Every site using Lets Encrypt is not opening in my chrome

Been 3 days, my systems and similarly 3 more systems of my clients are unable to open my apps on their PC.

All are in different cities using different internet. When we try to open, Network tab looks like this, it opens site without https

My domain is: https://sapphireprofits.com , https://noproxy.in

Both sites were having problem. We finally pin pointed that both are using lets encrypt. Then we tried https://ping.eu, it was also showing same problem as it is also using lets encrypt.

Browser tried: chrome, microsoft edge , mozilla [ in some pc it is working ok, in some even mozilla is also not working].

What do we do to solve this issue ??

Hosting provider is:: hostgator
Windows - 7, 2003 server

Trying installing the ISRG Root X1 certificate on a test machine to see if that helps:

  • browse to http://x1.i.lencr.org/ in order to download the .cer file for ISRG Root X1 (your browser may warn about the file type and you may need to click "Keep" to save the file)
  • open file, click "Install Certificate..", Choose default option "automatically select..", Next, Finish
  • Reboot
  • Test browser again.

If this works, you need to ensure that all of the machines you manage have this certificate installed.

1 Like

Hi @ersaurabh101 welcome to the LE community forum :slight_smile:

The two sites mentioned resolve to different IPs and have two valid certs but each is using a different valid LE trust path.

---
Certificate chain
 0 s:CN = noproxy.in
   i:C = US, O = Let's Encrypt, CN = R3
 1 s:C = US, O = Let's Encrypt, CN = R3
   i:C = US, O = Internet Security Research Group, CN = ISRG Root X1
 2 s:C = US, O = Internet Security Research Group, CN = ISRG Root X1
   i:O = Digital Signature Trust Co., CN = DST Root CA X3
---

---
Certificate chain
 0 s:CN = cpcontacts.qorder.co
   i:C = US, O = Let's Encrypt, CN = R3
 1 s:C = US, O = Let's Encrypt, CN = R3
   i:C = US, O = Internet Security Research Group, CN = ISRG Root X1
---

If there are clients that can't see either of those two sites, then they surely need the "ISRG Root X1" cert added to their trust store.
Follow the instructions provided by @webprofusion above to do so.

1 Like

Yes noproxy.in is hosted on another server. sapphireprofits.com is on hostgator. ping.eu i am not aware, I mean no site with lets encrypt are opening.
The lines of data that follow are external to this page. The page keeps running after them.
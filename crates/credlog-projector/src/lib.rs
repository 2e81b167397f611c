//! Projector: folds topic messages into current registry state
//!
//! Pipeline:
//! - Decoder: base64 → JSON → typed [`LedgerEvent`](credlog_core::LedgerEvent),
//!   skipping anything malformed or unknown without aborting the read
//! - Fold: events sorted oldest-first by (consensus timestamp, sequence) and
//!   applied with per-kind create / patch / delete rules
//! - Projection: `key → Record<E>`, always rebuildable from an empty map

pub mod decoder;
pub mod projection;
pub mod projector;

pub use decoder::{DecodeStats, DecodedEvent, EventDecoder, JsonEventDecoder, SkipReason};
pub use projection::{Mutation, Projectable, Projection, ProjectionStats, Record};
pub use projector::{fold, ProjectionRun, Projector};
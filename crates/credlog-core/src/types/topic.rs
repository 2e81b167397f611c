use crate::error::CredlogError;
use serde::{Deserialize, Deserializer, Serialize, Serializer};
use std::fmt;
use std::str::FromStr;

/// Ledger topic identifier in `shard.realm.num` form (e.g. `0.0.5202172`)
#[derive(Debug, Clone, Copy, PartialEq, Eq, Hash, PartialOrd, Ord)]
pub struct TopicId {
    pub shard: u64,
    pub realm: u64,
    pub num: u64,
}

impl TopicId {
    pub const fn new(shard: u64, realm: u64, num: u64) -> Self {
        Self { shard, realm, num }
    }
}

impl FromStr for TopicId {
    type Err = CredlogError;

    fn from_str(s: &str) -> Result<Self, Self::Err> {
        let invalid = || CredlogError::InvalidTopicId(s.to_string());

        let mut parts = s.trim().split('.');
        let (Some(shard), Some(realm), Some(num), None) =
            (parts.next(), parts.next(), parts.next(), parts.next())
        else {
            return Err(invalid());
        };

        Ok(Self {
            shard: shard.parse().map_err(|_| invalid())?,
            realm: realm.parse().map_err(|_| invalid())?,
            num: num.parse().map_err(|_| invalid())?,
        })
    }
}

impl fmt::Display for TopicId {
    fn fmt(&self, f: &mut fmt::Formatter<'_>) -> fmt::Result {
        write!(f, "{}.{}.{}", self.shard, self.realm, self.num)
    }
}

impl Serialize for TopicId {
    fn serialize<S: Serializer>(&self, serializer: S) -> Result<S::Ok, S::Error> {
        serializer.collect_str(self)
    }
}

impl<'de> Deserialize<'de> for TopicId {
    fn deserialize<D: Deserializer<'de>>(deserializer: D) -> Result<Self, D::Error> {
        let s = String::deserialize(deserializer)?;
        s.parse().map_err(serde::de::Error::custom)
    }
}
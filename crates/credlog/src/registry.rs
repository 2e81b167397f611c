//! Query façade over the registry topics
//!
//! Every read replays its topic from scratch: there is no cache and nothing
//! is shared between calls, so concurrent callers never see each other's
//! partial state.
//!
//! # Consistency
//!
//! Writes are acknowledged by the ledger before the mirror node serves them.
//! A read issued right after [`Registry::submit_event`] may not include the
//! new event. Treat that as expected; use [`Registry::await_institution`] or
//! [`Registry::await_form`] when fresh state is required.

use crate::mirror::MirrorNodeClient;
use crate::reader::LogReader;
use crate::visibility::{await_visible, Visibility};
use crate::writer::ReadOnlyWriter;
use credlog_core::observe;
use credlog_core::{
    CredentialForm, CredlogError, FormDeletion, FormSubmission, FormUpdate, Institution,
    InstitutionUpdate, LedgerEvent, Order, RegistryConfig, Result, SubmitReceipt, TopicId,
    TopicReader, TopicWriter,
};
use credlog_projector::{
    DecodeStats, DecodedEvent, EventDecoder, JsonEventDecoder, Projectable, ProjectionRun,
    Projector, Record,
};
use serde_json::{Map, Value};
use std::sync::Arc;

/// Read and write access to a credential registry
pub struct Registry {
    reader: LogReader,
    writer: Arc<dyn TopicWriter>,
    projector: Projector,
    config: RegistryConfig,
}

impl Registry {
    /// Build a registry from explicit reader and writer handles
    pub fn new(
        reader: Arc<dyn TopicReader>,
        writer: Arc<dyn TopicWriter>,
        config: RegistryConfig,
    ) -> Self {
        Self {
            reader: LogReader::new(reader, config.reader.clone()),
            writer,
            projector: Projector::new(),
            config,
        }
    }

    /// Read-only registry over the configured mirror node
    pub fn mirror(config: RegistryConfig) -> Result<Self> {
        let client = MirrorNodeClient::new(config.mirror.clone())?;
        Ok(Self::new(Arc::new(client), Arc::new(ReadOnlyWriter), config))
    }

    /// Build a registry over one handle that both reads and writes
    pub fn with_log<L>(log: Arc<L>, config: RegistryConfig) -> Self
    where
        L: TopicReader + TopicWriter + 'static,
    {
        Self::new(log.clone(), log, config)
    }

    pub fn config(&self) -> &RegistryConfig {
        &self.config
    }

    pub fn reader(&self) -> &LogReader {
        &self.reader
    }

    /// Replay a topic into a projection of `E`
    pub async fn project<E: Projectable>(&self, topic: &TopicId) -> Result<ProjectionRun<E>> {
        let messages = self.reader.read_all(topic, Order::Asc).await?;
        Ok(self.projector.project(&messages))
    }

    /// Read and decode every event on `topic`
    async fn decode_topic(&self, topic: &TopicId) -> Result<(Vec<DecodedEvent>, DecodeStats)> {
        let messages = self.reader.read_all(topic, Order::Asc).await?;
        Ok(self.projector.decode(&messages))
    }

    // Institutions

    pub async fn list_institutions(&self) -> Result<Vec<Record<Institution>>> {
        let run = self
            .project::<Institution>(&self.config.topics.institution_topic)
            .await?;
        Ok(run.projection.into_records())
    }

    /// Current state of one institution, or `None` if it was never registered
    ///
    /// `key` may be the DID or the id. Reads the institution topic
    /// newest-first and stops once a registration for `key` has been seen;
    /// anything older is superseded by it. `created_at` is therefore the time
    /// of the most recent registration. If the institution has a topic of its
    /// own, the `INSTITUTION_UPDATE` events found there are merged in too.
    pub async fn get_institution(&self, key: &str) -> Result<Option<Record<Institution>>> {
        let (mut events, mut decode) = self.latest_registration_events(key).await?;
        let run = self.projector.project_events::<Institution>(&events, decode.clone());
        let Some(record) = run.projection.get(key) else {
            return Ok(None);
        };

        let own_topic = match own_topic(&record.entity) {
            Some(topic) if topic != self.config.topics.institution_topic => topic,
            _ => return Ok(Some(record.clone())),
        };

        let (own_events, own_decode) = self.decode_topic(&own_topic).await?;
        decode.merge(&own_decode);
        events.extend(
            own_events
                .into_iter()
                .filter(|decoded| matches!(decoded.event, LedgerEvent::InstitutionUpdate(_))),
        );
        tracing::debug!(institution = key, topic = %own_topic, "Merging updates from institution topic");

        let run = self.projector.project_events::<Institution>(&events, decode);
        Ok(run.projection.get(key).cloned())
    }

    /// Events on the institution topic back to the latest registration of `key`
    async fn latest_registration_events(
        &self,
        key: &str,
    ) -> Result<(Vec<DecodedEvent>, DecodeStats)> {
        let decoder = JsonEventDecoder;
        let messages = self
            .reader
            .read_until(&self.config.topics.institution_topic, Order::Desc, |page| {
                page.iter()
                    .filter_map(|message| decoder.decode(message).ok())
                    .any(|decoded| {
                        matches!(
                            &decoded.event,
                            LedgerEvent::InstitutionRegistration(inst) if inst.is_named(key)
                        )
                    })
            })
            .await?;
        Ok(self.projector.decode(&messages))
    }

    /// Institutions registered by `owner` (matched on `creatorId`)
    ///
    /// Registrations and updates are gathered from the institution topic and
    /// the app topic, where older clients published them.
    pub async fn institutions_by_owner(&self, owner: &str) -> Result<Vec<Record<Institution>>> {
        let topics = &self.config.topics;
        let (mut events, mut decode) = self.decode_topic(&topics.institution_topic).await?;
        let app_topic = topics.app_topic();
        if app_topic != topics.institution_topic {
            let (app_events, app_decode) = self.decode_topic(&app_topic).await?;
            events.extend(app_events);
            decode.merge(&app_decode);
        }

        let run = self.projector.project_events::<Institution>(&events, decode);
        Ok(run.projection.by_owner(owner).into_iter().cloned().collect())
    }

    pub async fn register_institution(&self, institution: Institution) -> Result<SubmitReceipt> {
        if institution.key().map_or(true, str::is_empty) {
            return Err(CredlogError::InvalidState(
                "institution needs a did or id".to_string(),
            ));
        }
        self.submit_event(
            &self.config.topics.institution_topic,
            &LedgerEvent::InstitutionRegistration(institution),
        )
        .await
    }

    /// Shallow-merge `updates` into the institution
    pub async fn update_institution(
        &self,
        key: &str,
        updates: Map<String, Value>,
    ) -> Result<SubmitReceipt> {
        self.submit_event(
            &self.config.topics.institution_topic,
            &LedgerEvent::InstitutionUpdate(InstitutionUpdate::for_key(key, updates)),
        )
        .await
    }

    pub async fn deactivate_institution(&self, key: &str) -> Result<SubmitReceipt> {
        let mut updates = Map::new();
        updates.insert("status".to_string(), Value::from("inactive"));
        self.update_institution(key, updates).await
    }

    /// Wait until `key` is readable
    pub async fn await_institution(&self, key: &str) -> Result<Visibility<Record<Institution>>> {
        await_visible(&self.config.visibility, || self.get_institution(key)).await
    }

    /// Wait until reads of `key` include the event behind `receipt`
    ///
    /// Use after an update, where [`await_institution`](Self::await_institution)
    /// would return the older state straight away.
    pub async fn await_institution_change(
        &self,
        key: &str,
        receipt: &SubmitReceipt,
    ) -> Result<Visibility<Record<Institution>>> {
        await_visible(&self.config.visibility, || async move {
            Ok(self
                .get_institution(key)
                .await?
                .filter(|record| record.updated_at >= receipt.consensus_timestamp))
        })
        .await
    }

    // Forms

    /// Topic holding an institution's forms: its own topic if it has one,
    /// else the app topic
    pub async fn forms_topic(&self, institution_did: &str) -> Result<TopicId> {
        let (events, decode) = self.latest_registration_events(institution_did).await?;
        let run = self.projector.project_events::<Institution>(&events, decode);
        Ok(run
            .projection
            .get(institution_did)
            .and_then(|record| own_topic(&record.entity))
            .unwrap_or_else(|| self.config.topics.app_topic()))
    }

    pub async fn forms_for_institution(
        &self,
        institution_did: &str,
    ) -> Result<Vec<Record<CredentialForm>>> {
        let topic = self.forms_topic(institution_did).await?;
        let run = self.project::<CredentialForm>(&topic).await?;
        Ok(run
            .projection
            .by_owner(institution_did)
            .into_iter()
            .cloned()
            .collect())
    }

    pub async fn get_form(
        &self,
        institution_did: &str,
        form_id: &str,
    ) -> Result<Option<Record<CredentialForm>>> {
        let topic = self.forms_topic(institution_did).await?;
        let run = self.project::<CredentialForm>(&topic).await?;
        Ok(run
            .projection
            .get(form_id)
            .filter(|record| record.entity.institution_did == institution_did)
            .cloned())
    }

    pub async fn create_form(&self, form: CredentialForm) -> Result<SubmitReceipt> {
        if form.id.is_empty() || form.institution_did.is_empty() {
            return Err(CredlogError::InvalidState(
                "form needs an id and an institutionDid".to_string(),
            ));
        }
        let topic = self.forms_topic(&form.institution_did).await?;
        self.submit_event(&topic, &LedgerEvent::FormCreation(form)).await
    }

    pub async fn update_form(
        &self,
        institution_did: &str,
        form_id: &str,
        updates: Map<String, Value>,
    ) -> Result<SubmitReceipt> {
        let topic = self.forms_topic(institution_did).await?;
        let event = LedgerEvent::FormUpdate(FormUpdate {
            form_id: form_id.to_string(),
            updates,
        });
        self.submit_event(&topic, &event).await
    }

    pub async fn delete_form(&self, institution_did: &str, form_id: &str) -> Result<SubmitReceipt> {
        let topic = self.forms_topic(institution_did).await?;
        let event = LedgerEvent::FormDeletion(FormDeletion {
            form_id: form_id.to_string(),
            deleted_at: Some(chrono::Utc::now().to_rfc3339()),
        });
        self.submit_event(&topic, &event).await
    }

    /// Wait until a form is readable
    pub async fn await_form(
        &self,
        institution_did: &str,
        form_id: &str,
    ) -> Result<Visibility<Record<CredentialForm>>> {
        await_visible(&self.config.visibility, || {
            self.get_form(institution_did, form_id)
        })
        .await
    }

    /// Wait until reads of a form include the event behind `receipt`
    pub async fn await_form_change(
        &self,
        institution_did: &str,
        form_id: &str,
        receipt: &SubmitReceipt,
    ) -> Result<Visibility<Record<CredentialForm>>> {
        await_visible(&self.config.visibility, || async move {
            Ok(self
                .get_form(institution_did, form_id)
                .await?
                .filter(|record| record.updated_at >= receipt.consensus_timestamp))
        })
        .await
    }

    /// Wait until a deleted form no longer shows up in reads
    pub async fn await_form_removed(
        &self,
        institution_did: &str,
        form_id: &str,
    ) -> Result<Visibility<()>> {
        await_visible(&self.config.visibility, || async move {
            Ok(self
                .get_form(institution_did, form_id)
                .await?
                .is_none()
                .then_some(()))
        })
        .await
    }

    // Submissions

    pub async fn submissions_for_form(&self, form_id: &str) -> Result<Vec<Record<FormSubmission>>> {
        let topic = self.config.topics.submission_topic();
        let run = self.project::<FormSubmission>(&topic).await?;
        Ok(run.projection.by_owner(form_id).into_iter().cloned().collect())
    }

    pub async fn submit_application(&self, submission: FormSubmission) -> Result<SubmitReceipt> {
        if submission.id.is_empty() || submission.form_id.is_empty() {
            return Err(CredlogError::InvalidState(
                "submission needs an id and a formId".to_string(),
            ));
        }
        let topic = self.config.topics.submission_topic();
        self.submit_event(&topic, &LedgerEvent::Submission(submission))
            .await
    }

    /// Append an event to a topic
    ///
    /// Returns once the ledger acknowledges the append. The event is not
    /// necessarily visible to reads yet; see the module docs.
    pub async fn submit_event(&self, topic: &TopicId, event: &LedgerEvent) -> Result<SubmitReceipt> {
        let body = event.to_message_bytes()?;
        let result = self.writer.submit(topic, &body).await;
        observe::record_submit(result.is_ok());

        match &result {
            Ok(receipt) => tracing::info!(
                topic = %topic,
                kind = %event.kind(),
                sequence_number = receipt.sequence_number,
                "Submitted event"
            ),
            Err(e) => tracing::error!(
                topic = %topic,
                kind = %event.kind(),
                error = %e,
                "Failed to submit event"
            ),
        }
        result
    }
}

/// The institution's own topic, if it names a valid one
fn own_topic(institution: &Institution) -> Option<TopicId> {
    let raw = institution.topic_id.as_deref().filter(|raw| !raw.is_empty())?;
    match raw.parse::<TopicId>() {
        Ok(topic) => Some(topic),
        Err(e) => {
            tracing::warn!(
                institution = institution.key().unwrap_or_default(),
                topic_id = raw,
                error = %e,
                "Institution has an invalid topicId, ignoring it"
            );
            None
        }
    }
}

impl std::fmt::Debug for Registry {
    fn fmt(&self, f: &mut std::fmt::Formatter<'_>) -> std::fmt::Result {
        f.debug_struct("Registry")
            .field("config", &self.config)
            .finish_non_exhaustive()
    }
}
"they surely need the "ISRG Root X1" cert added to their trust store." Where do we need to do this ?? How do we do this ???

I'm assuming you are the IT administrator for a collection of IT systems. If you run 'certlm.msc' on your Windows 10 machine you will see the Windows certificate management UI.

You will see there is a section called Trusted Root Certification Authorities:

All of these are the "root certificates" your operating system trust. Each certificate authority has one or more root certificates it uses to issue trusted certificates. These certificates (for a website etc) are only trusted by systems which also know about the same "root certificate".

When your operating system trust store is out of date, it will gradually start to no trust various websites.

Your trust store is now out of date and needs to be updated with the latest root certificates.

You can install each one manually, or a way to do this automatically is to enable the windows feature for automatic updates: An automatic updater of untrusted certificates is available for Windows Vista, Windows Server 2008, Windows 7, and Windows Server 2008 R2

1 Like

Installed, Reboot the entire system, Same problem.

are they behind some firewall? fortigate had problem processing the cert, blocking it

No, they are standalone user laptops, being used in work from home enviornment.

also, i have the same problem

Problem resolved on windows 7.
update windows here: Support for urgent Trusted Root updates for Windows Root Certificate Program in Windows - Microsoft Support

But what is the solution for server 2003 as there is no package available for that

If that is having a web client problem, I would try manually adding LE root certs.
If that is having a web serving problem, I would think it follows other IIS solutions posted in this forum.

This topic was automatically closed 30 days after the last reply. New replies are no longer allowed.